Goal of the exercise: Set down the complete data exactly as it appears below.

Data to process:
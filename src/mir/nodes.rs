//! MIR node definitions: a register/basic-block control-flow graph, one step
//! closer to bytecode than the HIR's structured statements.
//!
//! Every local (parameter, declared variable, or compiler temporary) is a
//! `Local` keyed by index, holding a `MirType` — the representation class
//! the int-local-promotion pass in codegen is allowed to narrow away from
//! `Object` when it can prove a local never escapes as boxed. Control flow is
//! flattened into blocks ending in exactly one terminator; there is no
//! nested-statement shape left for the emitter to walk.

use crate::ast::{BinaryOp, ClassKind, Literal, Modifier, TypeRef, UnaryOp};
use crate::string_interning::StringId;

/// The representation class of a local or temporary. `Object` is the default
/// every local starts in under uniform boxing; codegen's promotion pass may
/// rewrite a local to a narrower primitive class when it can prove doing so
/// is safe end to end.
#[derive(Debug, Clone, Copy, PartialEq, Eq)]
pub enum MirType {
    Object,
    Int,
    Long,
    Float,
    Double,
    Boolean,
}

#[derive(Debug, Clone, Copy, PartialEq, Eq, Hash)]
pub struct LocalId(pub u32);

#[derive(Debug, Clone, Copy, PartialEq, Eq, Hash)]
pub struct BlockId(pub u32);

#[derive(Debug, Clone)]
pub struct MirLocal {
    pub name: Option<StringId>,
    pub ty: MirType,
    pub declared_type: Option<TypeRef>,
}

#[derive(Debug, Clone)]
pub enum Operand {
    Local(LocalId),
    Const(Literal),
    This,
}

#[derive(Debug, Clone)]
pub enum MirInst {
    /// `dst = src`
    Assign { dst: LocalId, src: Operand },
    BinOp { dst: LocalId, op: BinaryOp, lhs: Operand, rhs: Operand },
    UnOp { dst: LocalId, op: UnaryOp, operand: Operand },
    /// A dynamically-dispatched or statically-resolved method call.
    /// `receiver == None` means a static call.
    Call {
        dst: Option<LocalId>,
        receiver: Option<Operand>,
        owner: StringId,
        method: StringId,
        args: Vec<Operand>,
        is_static: bool,
    },
    New { dst: LocalId, ty: TypeRef, args: Vec<Operand> },
    GetField { dst: LocalId, receiver: Operand, owner: StringId, field: StringId },
    SetField { receiver: Operand, owner: StringId, field: StringId, value: Operand },
    GetStatic { dst: LocalId, owner: StringId, field: StringId },
    SetStatic { owner: StringId, field: StringId, value: Operand },
    ArrayGet { dst: LocalId, array: Operand, index: Operand },
    ArraySet { array: Operand, index: Operand, value: Operand },
    /// `NovaOps`/`NovaCollections` runtime-library dispatch (indexing,
    /// operator overloading) per the runtime contract, rather than a direct
    /// JVM instruction.
    RuntimeCall { dst: Option<LocalId>, helper: StringId, args: Vec<Operand> },
    InstanceOf { dst: LocalId, value: Operand, ty: TypeRef, negated: bool },
    Cast { dst: LocalId, value: Operand, ty: TypeRef },
    /// Forces boxing of a primitive-typed operand into its wrapper type; a
    /// no-op once int-local-promotion proves the destination never needs it.
    Box { dst: LocalId, value: Operand },
    Unbox { dst: LocalId, value: Operand },
    StringConcat { dst: LocalId, parts: Vec<Operand> },
    /// `{ receiver[0]=k0, receiver[1]=v0, ... }` / list / set literal build,
    /// left generic over `kind` so the emitter picks the right collection
    /// factory.
    BuildCollection { dst: LocalId, kind: CollectionKind, elements: Vec<Operand> },
    MethodHandle { dst: LocalId, owner: StringId, method: StringId },
    AnnotationTrigger { annotation: StringId, target: StringId },
    Nop,
}

#[derive(Debug, Clone, Copy, PartialEq, Eq)]
pub enum CollectionKind {
    List,
    Set,
    Map,
}

#[derive(Debug, Clone)]
pub enum Terminator {
    Return(Option<Operand>),
    Jump(BlockId),
    /// Self-tail-recursion rewritten to a jump back to the function's entry
    /// block instead of a real JVM call — no lowering pass constructs this
    /// yet, but it's part of the closed terminator set codegen must handle.
    TailCall(BlockId),
    Branch { cond: Operand, then_block: BlockId, else_block: BlockId },
    /// The lowered form of `when`'s equals-chain: a linear sequence of
    /// string/value comparisons against `subject`, falling through to
    /// `default` — deliberately not a JVM `tableswitch`/`lookupswitch` even
    /// for numeric subjects, matching the "implemented as specified" open
    /// question decision.
    EqualsChain { subject: Operand, cases: Vec<(Operand, BlockId)>, default: BlockId },
    Throw(Operand),
    Unreachable,
}

#[derive(Debug, Clone)]
pub struct MirBlock {
    pub id: BlockId,
    pub instructions: Vec<MirInst>,
    pub terminator: Terminator,
}

/// One entry of the method's exception table: `[start, end)` block range
/// covered by `handler`, with `exception_type = None` meaning a `finally`
/// catch-all. `exception_local` is where the handler block stores the caught
/// throwable before its own instructions run (§4.3 method emission step 8).
#[derive(Debug, Clone)]
pub struct TryTableEntry {
    pub start: BlockId,
    pub end: BlockId,
    pub handler: BlockId,
    pub exception_type: Option<TypeRef>,
    pub exception_local: LocalId,
}

#[derive(Debug, Clone)]
pub struct MirParam {
    pub name: StringId,
    pub ty: Option<TypeRef>,
}

#[derive(Debug, Clone)]
pub struct MirFunction {
    pub name: StringId,
    pub modifiers: Vec<Modifier>,
    pub params: Vec<MirParam>,
    pub return_type: Option<TypeRef>,
    pub locals: Vec<MirLocal>,
    pub blocks: Vec<MirBlock>,
    pub entry: BlockId,
    pub try_table: Vec<TryTableEntry>,
    pub is_constructor: bool,
    /// An explicit JVM method descriptor this function must be emitted with
    /// instead of the uniform-boxing default (constructors chaining to a
    /// specific super signature, methods overriding a native Java method).
    pub descriptor_override: Option<String>,
    /// `this(...)` delegation argument operands, when this constructor
    /// delegates to another constructor of the same class rather than
    /// chaining to its superclass.
    pub delegate_args: Option<Vec<Operand>>,
    /// Super-constructor argument operands, when this constructor chains to
    /// its superclass rather than delegating (`delegate_args.is_none()`).
    pub super_args: Option<Vec<Operand>>,
}

#[derive(Debug, Clone)]
pub struct MirField {
    pub name: StringId,
    pub ty: Option<TypeRef>,
    pub modifiers: Vec<Modifier>,
    /// Constant-folded static initializer value, when one could be proven at
    /// lowering time (used for `<clinit>` elision).
    pub constant_value: Option<Literal>,
}

#[derive(Debug, Clone)]
pub struct MirClass {
    pub name: StringId,
    pub kind: ClassKind,
    pub modifiers: Vec<Modifier>,
    /// Annotation names present on the class (argument values are not
    /// carried into MIR: the runtime trigger contract always passes an empty
    /// map, per §4.3's class-emission rule for non-`data`/`builder`
    /// annotations).
    pub annotations: Vec<StringId>,
    pub fields: Vec<MirField>,
    pub methods: Vec<MirFunction>,
    pub superclass: Option<TypeRef>,
    pub interfaces: Vec<TypeRef>,
    /// Names of the static-final fields holding this enum's entries, in
    /// declaration order, for the synthetic `values()`/`toString()` codegen
    /// dispatches. Empty for non-enum classes.
    pub enum_entry_names: Vec<StringId>,
    /// Statements that must run in `<clinit>`, in source order: companion
    /// field initializers and enum-entry instantiation land here.
    pub static_initializer: Option<MirFunction>,
}

#[derive(Debug, Clone)]
pub struct MirModule {
    pub package: Option<StringId>,
    pub classes: Vec<MirClass>,
    /// Top-level functions and script `main`, emitted into a synthesized
    /// `$Module` (or package-named) class per the codegen contract.
    pub functions: Vec<MirFunction>,
}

Exercise output:
filename src/mir/nodes.rs
//! MIR node definitions: a register/basic-block control-flow graph, one step
//! closer to bytecode than the HIR's structured statements.
//!
//! Every local (parameter, declared variable, or compiler temporary) is a
//! `Local` keyed by index, holding a `MirType` — the representation class
//! the int-local-promotion pass in codegen is allowed to narrow away from
//! `Object` when it can prove a local never escapes as boxed. Control flow is
//! flattened into blocks ending in exactly one terminator; there is no
//! nested-statement shape left for the emitter to walk.

use crate::ast::{BinaryOp, ClassKind, Literal, Modifier, TypeRef, UnaryOp};
use crate::string_interning::StringId;

/// The representation class of a local or temporary. `Object` is the default
/// every local starts in under uniform boxing; codegen's promotion pass may
/// rewrite a local to a narrower primitive class when it can prove doing so
/// is safe end to end.
#[derive(Debug, Clone, Copy, PartialEq, Eq)]
pub enum MirType {
    Object,
    Int,
    Long,
    Float,
    Double,
    Boolean,
}

#[derive(Debug, Clone, Copy, PartialEq, Eq, Hash)]
pub struct LocalId(pub u32);

#[derive(Debug, Clone, Copy, PartialEq, Eq, Hash)]
pub struct BlockId(pub u32);

#[derive(Debug, Clone)]
pub struct MirLocal {
    pub name: Option<StringId>,
    pub ty: MirType,
    pub declared_type: Option<TypeRef>,
}

#[derive(Debug, Clone)]
pub enum Operand {
    Local(LocalId),
    Const(Literal),
    This,
}

#[derive(Debug, Clone)]
pub enum MirInst {
    /// `dst = src`
    Assign { dst: LocalId, src: Operand },
    BinOp { dst: LocalId, op: BinaryOp, lhs: Operand, rhs: Operand },
    UnOp { dst: LocalId, op: UnaryOp, operand: Operand },
    /// A dynamically-dispatched or statically-resolved method call.
    /// `receiver == None` means a static call.
    Call {
        dst: Option<LocalId>,
        receiver: Option<Operand>,
        owner: StringId,
        method: StringId,
        args: Vec<Operand>,
        is_static: bool,
    },
    New { dst: LocalId, ty: TypeRef, args: Vec<Operand> },
    GetField { dst: LocalId, receiver: Operand, owner: StringId, field: StringId },
    SetField { receiver: Operand, owner: StringId, field: StringId, value: Operand },
    GetStatic { dst: LocalId, owner: StringId, field: StringId },
    SetStatic { owner: StringId, field: StringId, value: Operand },
    ArrayGet { dst: LocalId, array: Operand, index: Operand },
    ArraySet { array: Operand, index: Operand, value: Operand },
    /// `NovaOps`/`NovaCollections` runtime-library dispatch (indexing,
    /// operator overloading) per the runtime contract, rather than a direct
    /// JVM instruction.
    RuntimeCall { dst: Option<LocalId>, helper: StringId, args: Vec<Operand> },
    InstanceOf { dst: LocalId, value: Operand, ty: TypeRef, negated: bool },
    Cast { dst: LocalId, value: Operand, ty: TypeRef },
    /// Forces boxing of a primitive-typed operand into its wrapper type; a
    /// no-op once int-local-promotion proves the destination never needs it.
    Box { dst: LocalId, value: Operand },
    Unbox { dst: LocalId, value: Operand },
    StringConcat { dst: LocalId, parts: Vec<Operand> },
    /// `{ receiver[0]=k0, receiver[1]=v0, ... }` / list / set literal build,
    /// left generic over `kind` so the emitter picks the right collection
    /// factory.
    BuildCollection { dst: LocalId, kind: CollectionKind, elements: Vec<Operand> },
    MethodHandle { dst: LocalId, owner: StringId, method: StringId },
    AnnotationTrigger { annotation: StringId, target: StringId },
    Nop,
}

#[derive(Debug, Clone, Copy, PartialEq, Eq)]
pub enum CollectionKind {
    List,
    Set,
    Map,
}

#[derive(Debug, Clone)]
pub enum Terminator {
    Return(Option<Operand>),
    Jump(BlockId),
    /// Self-tail-recursion rewritten to a jump back to the function's entry
    /// block instead of a real JVM call — no lowering pass constructs this
    /// yet, but it's part of the closed terminator set codegen must handle.
    TailCall(BlockId),
    Branch { cond: Operand, then_block: BlockId, else_block: BlockId },
    /// The lowered form of `when`'s equals-chain: a linear sequence of
    /// string/value comparisons against `subject`, falling through to
    /// `default` — deliberately not a JVM `tableswitch`/`lookupswitch` even
    /// for numeric subjects, matching the "implemented as specified" open
    /// question decision.
    EqualsChain { subject: Operand, cases: Vec<(Operand, BlockId)>, default: BlockId },
    Throw(Operand),
    Unreachable,
}

#[derive(Debug, Clone)]
pub struct MirBlock {
    pub id: BlockId,
    pub instructions: Vec<MirInst>,
    pub terminator: Terminator,
}

/// One entry of the method's exception table: `[start, end)` block range
/// covered by `handler`, with `exception_type = None` meaning a `finally`
/// catch-all. `exception_local` is where the handler block stores the caught
/// throwable before its own instructions run (§4.3 method emission step 8).
#[derive(Debug, Clone)]
pub struct TryTableEntry {
    pub start: BlockId,
    pub end: BlockId,
    pub handler: BlockId,
    pub exception_type: Option<TypeRef>,
    pub exception_local: LocalId,
}

#[derive(Debug, Clone)]
pub struct MirParam {
    pub name: StringId,
    pub ty: Option<TypeRef>,
}

#[derive(Debug, Clone)]
pub struct MirFunction {
    pub name: StringId,
    pub modifiers: Vec<Modifier>,
    pub params: Vec<MirParam>,
    pub return_type: Option<TypeRef>,
    pub locals: Vec<MirLocal>,
    pub blocks: Vec<MirBlock>,
    pub entry: BlockId,
    pub try_table: Vec<TryTableEntry>,
    pub is_constructor: bool,
    /// An explicit JVM method descriptor this function must be emitted with
    /// instead of the uniform-boxing default (constructors chaining to a
    /// specific super signature, methods overriding a native Java method).
    pub descriptor_override: Option<String>,
    /// `this(...)` delegation argument operands, when this constructor
    /// delegates to another constructor of the same class rather than
    /// chaining to its superclass.
    pub delegate_args: Option<Vec<Operand>>,
    /// Super-constructor argument operands, when this constructor chains to
    /// its superclass rather than delegating (`delegate_args.is_none()`).
    pub super_args: Option<Vec<Operand>>,
}

#[derive(Debug, Clone)]
pub struct MirField {
    pub name: StringId,
    pub ty: Option<TypeRef>,
    pub modifiers: Vec<Modifier>,
    /// Constant-folded static initializer value, when one could be proven at
    /// lowering time (used for `<clinit>` elision).
    pub constant_value: Option<Literal>,
}

#[derive(Debug, Clone)]
pub struct MirClass {
    pub name: StringId,
    pub kind: ClassKind,
    pub modifiers: Vec<Modifier>,
    /// Annotation names present on the class (argument values are not
    /// carried into MIR: the runtime trigger contract always passes an empty
    /// map, per §4.3's class-emission rule for non-`data`/`builder`
    /// annotations).
    pub annotations: Vec<StringId>,
    pub fields: Vec<MirField>,
    pub methods: Vec<MirFunction>,
    pub superclass: Option<TypeRef>,
    pub interfaces: Vec<TypeRef>,
    /// Names of the static-final fields holding this enum's entries, in
    /// declaration order, for the synthetic `values()`/`toString()` codegen
    /// dispatches. Empty for non-enum classes.
    pub enum_entry_names: Vec<StringId>,
    /// Statements that must run in `<clinit>`, in source order: companion
    /// field initializers and enum-entry instantiation land here.
    pub static_initializer: Option<MirFunction>,
}

#[derive(Debug, Clone)]
pub struct MirModule {
    pub package: Option<StringId>,
    pub classes: Vec<MirClass>,
    /// Top-level functions and script `main`, emitted into a synthesized
    /// `$Module` (or package-named) class per the codegen contract.
    pub functions: Vec<MirFunction>,
}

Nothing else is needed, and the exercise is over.